Les blindés de l’Otan n’entreront pas dans la grande ville du Sud de l’Afghanistan, fief historique des taliban. C’est par la politique que les alliés espèrent convaincre les habitants de se rallier au régime de Kaboul. Pas gagné…

Par Dominique Lagarde, Eric de Lavarène

Le problème le plus grave, ce n’est pas l’insurrection, c’est le manque de confiance de la population. » Haut représentant civil du secrétaire général de l’Otan en Afghanistan depuis janvier dernier, le Britannique Marc Sedwill défend avec conviction la nouvelle stratégie de l’Alliance atlantique, celle d’une guerre très politique dont l’objectif est de gagner « les coeurs et les esprits » pour réduire l’influence des taliban. « Ils ne sont pas populaires, ajoute-t-il, mais savent exploiter les doléances des gens. »

La première étape de cette nouvelle campagne conduite initialement par le général Stanley McChrystal, patron récemment limogé des forces de l’Otan, a débuté il y a quatre mois dans la vallée du Helmand, plus à l’ouest. Mais c’est à Kandahar, la grande ville pachtoune du Sud afghan, fief historique des taliban, que se jouera l’échec ou la réussite du « surge » (la montée en puissance) décrété au début de l’année par Barack Obama. Et, par conséquent, l’avenir de la guerre.

Depuis le début de l’année, les forces spéciales ont pris pour cible de nombreux chefs locaux de la rébellion. Baptisée « Hamkari » (Coopération), l’opération proprement dite a, elle, commencé dans la discrétion voilà quelques semaines. A la différence de ce qui s’est passé dans la vallée du Helmand, les alliés ne prévoient pas d’offensive massive. « Il n’y aura pas de jour J », souligne-t-on au quartier général de l’Otan à Kaboul. Pas question non plus de faire entrer des blindés dans l’agglomération. Les opérations militaires seront limitées aux districts ruraux environnants.

En ce qui concerne la ville, chaudron poussiéreux et anarchique où les femmes sous leur burqa ne sont que des ombres furtives, une mission d’évaluation est à pied d’oeuvre depuis le mois de mai. Les policiers et les fonctionnaires seront en première ligne. Une vingtaine de postes de contrôle, tenus par la toute nouvelle gendarmerie afghane, appuyée par un bataillon de parachutistes américains, seront établis à la périphérie de la ville. Parallèlement, la coalition compte beaucoup sur l’établissement, dans les différents quartiers, d’une dizaine de shuras (assemblées consultatives).
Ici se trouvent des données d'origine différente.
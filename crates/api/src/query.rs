//! Shared query parameter types for API handlers.
//!
//! Common query structs that appear across multiple handler modules are
//! extracted here to avoid duplication.

use forgeline_core::pagination::{clamp_page, clamp_page_size, page_window};
use serde::Deserialize;

/// Generic pagination parameters (`?page=&per_page=`).
///
/// Pages are 1-indexed. Out-of-range values are clamped, not rejected.
#[derive(Debug, Deserialize)]
pub struct PageParams {
    pub page: Option<i64>,
    pub per_page: Option<i64>,
}

impl PageParams {
    /// Resolve to `(page, per_page, start, end)` with clamping applied.
    ///
    /// `start`/`end` form the inclusive row window handed to a repository.
    pub fn resolve(&self) -> (i64, i64, i64, i64) {
        let page = clamp_page(self.page);
        let per_page = clamp_page_size(self.per_page);
        let (start, end) = page_window(page, per_page);
        (page, per_page, start, end)
    }
}
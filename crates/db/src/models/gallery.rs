//! Gallery item model and DTOs.

use forgeline_core::types::{DbId, Timestamp};
use serde::{Deserialize, Serialize};
use sqlx::FromRow;

/// A showcase image set from the `gallery` table.
#[derive(Debug, Clone, FromRow, Serialize)]
pub struct GalleryItem {
    pub id: DbId,
    pub title: String,
    pub description: Option<String>,
    pub category: String,
    pub images: Vec<String>,
    pub featured: bool,
    pub created_at: Timestamp,
    pub updated_at: Timestamp,
}

/// DTO for creating a gallery item.
#[derive(Debug, Clone, Deserialize)]
pub struct CreateGalleryItem {
    pub title: String,
    pub description: Option<String>,
    pub category: String,
    #[serde(default)]
    pub images: Vec<String>,
}

/// DTO for updating a gallery item.
#[derive(Debug, Clone, Deserialize)]
pub struct UpdateGalleryItem {
    pub title: Option<String>,
    pub description: Option<String>,
    pub category: Option<String>,
    pub images: Option<Vec<String>>,
}
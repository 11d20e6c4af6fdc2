//! Handlers for the `/profiles` resource.

use axum::extract::{Path, State};
use axum::Json;
use forgeline_core::error::CoreError;
use forgeline_db::models::profile::{Profile, UpdateProfile};
use forgeline_db::repositories::ProfileRepo;

use crate::error::{AppError, AppResult};
use crate::middleware::auth::AuthUser;
use crate::response::DataResponse;
use crate::state::AppState;

/// GET /api/v1/profiles/{username}
///
/// Public profile lookup by username. Deactivated profiles are hidden.
pub async fn get_by_username(
    State(state): State<AppState>,
    Path(username): Path<String>,
) -> AppResult<Json<DataResponse<Profile>>> {
    let profile = ProfileRepo::find_by_username(&state.pool, &username)
        .await?
        .filter(|p| p.is_active)
        .ok_or(AppError::Store(forgeline_db::store::StoreError::NotFound))?;
    Ok(Json(DataResponse { data: profile }))
}

/// PUT /api/v1/profile
///
/// Update the authenticated user's own profile.
pub async fn update_own(
    user: AuthUser,
    State(state): State<AppState>,
    Json(input): Json<UpdateProfile>,
) -> AppResult<Json<DataResponse<Profile>>> {
    let profile = ProfileRepo::update(&state.pool, user.user_id, &input)
        .await?
        .ok_or(AppError::Core(CoreError::NotFound {
            entity: "Profile",
            id: user.user_id,
        }))?;
    Ok(Json(DataResponse { data: profile }))
}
L’objectif est d’introduire une représentation plus égalitaire des différentes tribus et de permettre à des populations jusqu’ici exclues de se faire entendre, dans l’espoir qu’elles seront moins inclines à se tourner vers les taliban.

Pour réussir cette restructuration du champ politique, les alliés tablent sur la détermination du gouverneur de la province, Tooryalai Wesa, un ingénieur agronome qui a passé plus de dix ans au Canada et qu’ils ont pris sous leur aile. Ils savent aussi que cela prendra du temps : le général McChrystal reconnaissait il y a peu qu’il leur faudrait progresser plus lentement que prévu.

Un scepticisme partagé

Reste à savoir si l’Otan est en mesure de relever un tel défi. Même haji Mohammad Anas, l’un des vice-gouverneurs de la province, ne cache pas son scepticisme. « Les attentes ont été déçues. La population n’espère plus rien de nous, et moins encore des étrangers. La plupart des habitants sont au chômage. Les usines ne tournent que partiellement, faute d’électricité ; nous manquons d’infrastructures, de système d’irrigation. Il n’est pas étonnant, dans ces conditions, que les taliban n’aient aucun mal à trouver de nouvelles recrues ! »
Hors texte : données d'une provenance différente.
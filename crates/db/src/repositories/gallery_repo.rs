//! Repository for the `gallery` table.

use forgeline_core::types::DbId;
use sqlx::{FromRow, PgPool, Row};

use crate::models::gallery::{CreateGalleryItem, GalleryItem, UpdateGalleryItem};
use crate::store::contains_pattern;

/// Column list shared across queries to avoid repetition.
const COLUMNS: &str = "id, title, description, category, images, featured, created_at, updated_at";

/// Provides CRUD operations for gallery items.
pub struct GalleryRepo;

impl GalleryRepo {
    /// Insert a new gallery item, returning the created row.
    pub async fn create(
        pool: &PgPool,
        input: &CreateGalleryItem,
    ) -> Result<GalleryItem, sqlx::Error> {
        let query = format!(
            "INSERT INTO gallery (title, description, category, images)
             VALUES ($1, $2, $3, $4)
             RETURNING {COLUMNS}"
        );
        sqlx::query_as::<_, GalleryItem>(&query)
            .bind(&input.title)
            .bind(&input.description)
            .bind(&input.category)
            .bind(&input.images)
            .fetch_one(pool)
            .await
    }

    /// Find a gallery item by ID.
    pub async fn find_by_id(pool: &PgPool, id: DbId) -> Result<Option<GalleryItem>, sqlx::Error> {
        let query = format!("SELECT {COLUMNS} FROM gallery WHERE id = $1");
        sqlx::query_as::<_, GalleryItem>(&query)
            .bind(id)
            .fetch_optional(pool)
            .await
    }

    /// List one page of gallery items, newest first, with the exact total
    /// count for the filter.
    pub async fn list(
        pool: &PgPool,
        category: Option<&str>,
        featured_only: bool,
        start: i64,
        end: i64,
    ) -> Result<(Vec<GalleryItem>, i64), sqlx::Error> {
        let query = format!(
            "SELECT {COLUMNS}, COUNT(*) OVER () AS total_count FROM gallery
             WHERE ($1::TEXT IS NULL OR category = $1)
               AND (NOT $2 OR featured = true)
             ORDER BY created_at DESC
             LIMIT $3 OFFSET $4"
        );
        let rows = sqlx::query(&query)
            .bind(category)
            .bind(featured_only)
            .bind(end - start + 1)
            .bind(start)
            .fetch_all(pool)
            .await?;

        let total = match rows.first() {
            Some(row) => row.try_get::<i64, _>("total_count")?,
            None => {
                sqlx::query_scalar(
                    "SELECT COUNT(*) FROM gallery
                     WHERE ($1::TEXT IS NULL OR category = $1)
                       AND (NOT $2 OR featured = true)",
                )
                .bind(category)
                .bind(featured_only)
                .fetch_one(pool)
                .await?
            }
        };
        let items = rows
            .iter()
            .map(GalleryItem::from_row)
            .collect::<Result<Vec<_>, _>>()?;
        Ok((items, total))
    }

    /// Case-insensitive substring search over title and description.
    /// Newest first, no ranking.
    pub async fn search(
        pool: &PgPool,
        term: &str,
        limit: i64,
    ) -> Result<Vec<GalleryItem>, sqlx::Error> {
        let pattern = contains_pattern(term);
        let query = format!(
            "SELECT {COLUMNS} FROM gallery
             WHERE title ILIKE $1 OR description ILIKE $1
             ORDER BY created_at DESC
             LIMIT $2"
        );
        sqlx::query_as::<_, GalleryItem>(&query)
            .bind(&pattern)
            .bind(limit)
            .fetch_all(pool)
            .await
    }

    /// Update a gallery item. Only non-`None` fields in `input` are applied.
    pub async fn update(
        pool: &PgPool,
        id: DbId,
        input: &UpdateGalleryItem,
    ) -> Result<Option<GalleryItem>, sqlx::Error> {
        let query = format!(
            "UPDATE gallery SET
                title = COALESCE($2, title),
                description = COALESCE($3, description),
                category = COALESCE($4, category),
                images = COALESCE($5, images)
             WHERE id = $1
             RETURNING {COLUMNS}"
        );
        sqlx::query_as::<_, GalleryItem>(&query)
            .bind(id)
            .bind(&input.title)
            .bind(&input.description)
            .bind(&input.category)
            .bind(&input.images)
            .fetch_optional(pool)
            .await
    }

    /// Flip the `featured` flag. Returns the updated row, or `None` if the
    /// item does not exist.
    pub async fn toggle_featured(
        pool: &PgPool,
        id: DbId,
    ) -> Result<Option<GalleryItem>, sqlx::Error> {
        let query =
            format!("UPDATE gallery SET featured = NOT featured WHERE id = $1 RETURNING {COLUMNS}");
        sqlx::query_as::<_, GalleryItem>(&query)
            .bind(id)
            .fetch_optional(pool)
            .await
    }

    /// Permanently delete a gallery item. Returns `true` if a row was removed.
    pub async fn remove(pool: &PgPool, id: DbId) -> Result<bool, sqlx::Error> {
        let result = sqlx::query("DELETE FROM gallery WHERE id = $1")
            .bind(id)
            .execute(pool)
            .await?;
        Ok(result.rows_affected() > 0)
    }
}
Un scepticisme partagé par le mollah Hekmatullah Hekmat. Ce dignitaire religieux, responsable de la shura des ulémas (théologiens) de la province, a été contacté par les alliés qui ont sollicité sa collaboration. Turban noir et petite barbe mal taillée, l’homme reçoit dans une pièce exiguë qui lui sert de bureau et de studio de diffusion. Il dirige en effet une radio qui émet en ville et dans les environs. Au programme, des chants religieux, des cours de Coran, des conseils pour lutter contre le vice et vivre dans la vertu… « Les Américains sont venus me voir pour me demander des conseils, confie le religieux, ils m’ont interrogé sur la façon dont ils pouvaient mener leur opération tout en respectant notre culture. Je leur ai conseillé de se comporter avec plus de respect vis-à-vis de la population. Si les militaires étrangers continuent de fouiller nos maisons et de tuer des civils, cela ne servira à rien d’appeler les jeunes à déposer les armes ». Pour le mollah Hekmatullah Hekmat, la paix passe par de vraies négociations avec les chefs de l’insurrection.
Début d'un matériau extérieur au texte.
//! JWT-based authentication extractors for Axum handlers.

use axum::extract::FromRequestParts;
use axum::http::request::Parts;
use forgeline_core::error::CoreError;
use forgeline_core::types::DbId;

use crate::auth::jwt::validate_token;
use crate::error::AppError;
use crate::state::AppState;

/// Authenticated user extracted from a JWT Bearer token in the
/// `Authorization` header.
///
/// Use this as an extractor parameter in any handler that requires
/// authentication:
///
/// ```ignore
/// async fn my_handler(user: AuthUser) -> AppResult<Json<()>> {
///     tracing::info!(user_id = %user.user_id, role = %user.role, "handling request");
///     Ok(Json(()))
/// }
/// ```
#[derive(Debug, Clone)]
pub struct AuthUser {
    /// The user's id (from `claims.sub`).
    pub user_id: DbId,
    /// The user's role name (`"admin"` or `"user"`).
    pub role: String,
}

impl FromRequestParts<AppState> for AuthUser {
    type Rejection = AppError;

    async fn from_request_parts(
        parts: &mut Parts,
        state: &AppState,
    ) -> Result<Self, Self::Rejection> {
        let auth_header = parts
            .headers
            .get("authorization")
            .and_then(|v| v.to_str().ok())
            .ok_or_else(|| {
                AppError::Core(CoreError::Unauthorized(
                    "Missing Authorization header".into(),
                ))
            })?;

        let token = auth_header.strip_prefix("Bearer ").ok_or_else(|| {
            AppError::Core(CoreError::Unauthorized(
                "Invalid Authorization format. Expected: Bearer <token>".into(),
            ))
        })?;

        let claims = validate_token(token, &state.config.jwt).map_err(|_| {
            AppError::Core(CoreError::Unauthorized("Invalid or expired token".into()))
        })?;

        Ok(AuthUser {
            user_id: claims.sub,
            role: claims.role,
        })
    }
}

/// The explicit session variant for routes that serve both visitors and
/// authenticated users: `Anonymous` when no `Authorization` header is
/// present, `Authenticated` when a valid token is.
///
/// A present-but-invalid token is still a rejection; silently downgrading a
/// bad token to anonymous would mask expiry bugs.
#[derive(Debug, Clone)]
pub enum MaybeUser {
    Anonymous,
    Authenticated(AuthUser),
}

impl MaybeUser {
    pub fn user_id(&self) -> Option<DbId> {
        match self {
            MaybeUser::Anonymous => None,
            MaybeUser::Authenticated(user) => Some(user.user_id),
        }
    }
}

impl FromRequestParts<AppState> for MaybeUser {
    type Rejection = AppError;

    async fn from_request_parts(
        parts: &mut Parts,
        state: &AppState,
    ) -> Result<Self, Self::Rejection> {
        if !parts.headers.contains_key("authorization") {
            return Ok(MaybeUser::Anonymous);
        }
        let user = AuthUser::from_request_parts(parts, state).await?;
        Ok(MaybeUser::Authenticated(user))
    }
}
Car accepter, à Kandahar, de collaborer ouvertement avec la coalition peut coûter la vie. En réponse aux projets de l’Otan, les taliban ont lancé une campagne d’exécutions ciblées qui vise tous ceux qui se rendent coupables d' »intelligence avec l’ennemi ». L’une des toutes premières victimes fut, le 19 avril dernier, le maire adjoint de l’agglomération, Azizullah Yarmal, assassiné alors qu’il priait dans la mosquée de son quartier. « Nous avons tous un cousin, un oncle ou un frère qui a rejoint les taliban. En ville, ils sont partout, eux ou leurs sympathisants. Etre vu avec des étrangers, ou en train de pénétrer dans un lieu financé ou dirigé par des étrangers, c’est être en danger de mort », explique Muhammad Masomee, correspondant à Kandahar de Tolo TV, première chaîne privée du pays.

La présence des taliban n’est pas le seul défi auquel l’Otan sera confrontée à Kandahar. « La coalition, affirme Carl Forsberg, auteur d’une étude sur Kandahar pour un centre d’analyse américain proche du Pentagone, n’a aucune chance de réconcilier la population avec le gouvernement si celui-ci ne parvient pas à marginaliser la petite oligarchie qui s’est imposée grâce aux armes et à l’argent. » Le « principal obstacle », prédit-il, sera Ahmed Wali Karzaï.

Demi-frère du président afghan et chef du clan Popolzaï, celui-ci a mis la ville en coupe réglée. Son pouvoir sans partage, qui explique en grande partie l’influence des taliban, seule force d’opposition crédible aux yeux des Kandaharis, est directement lié à de juteux contrats passés avec l’Otan ou d’autres organismes étrangers. L’un des cousins d’Ahmed Wali Karzaï dirige l’une des plus grosses sociétés privées de sécurité du pays, l’Asia Security Group, et deux de ses proches sont à la tête de l’entreprise Watan Risk Management, qui assure notamment la sécurité des convois venant de Kaboul. Selon Carl Forsberg, ses réseaux lui permettent de contrôler la quasi-totalité des routes d’accès à la ville.

Président du conseil provincial, il a organisé sa montée en puissance en s’imposant comme un intermédiaire obligé pour tous ceux, notables ou chefs de tribu, qui souhaitent accéder à l’aide internationale.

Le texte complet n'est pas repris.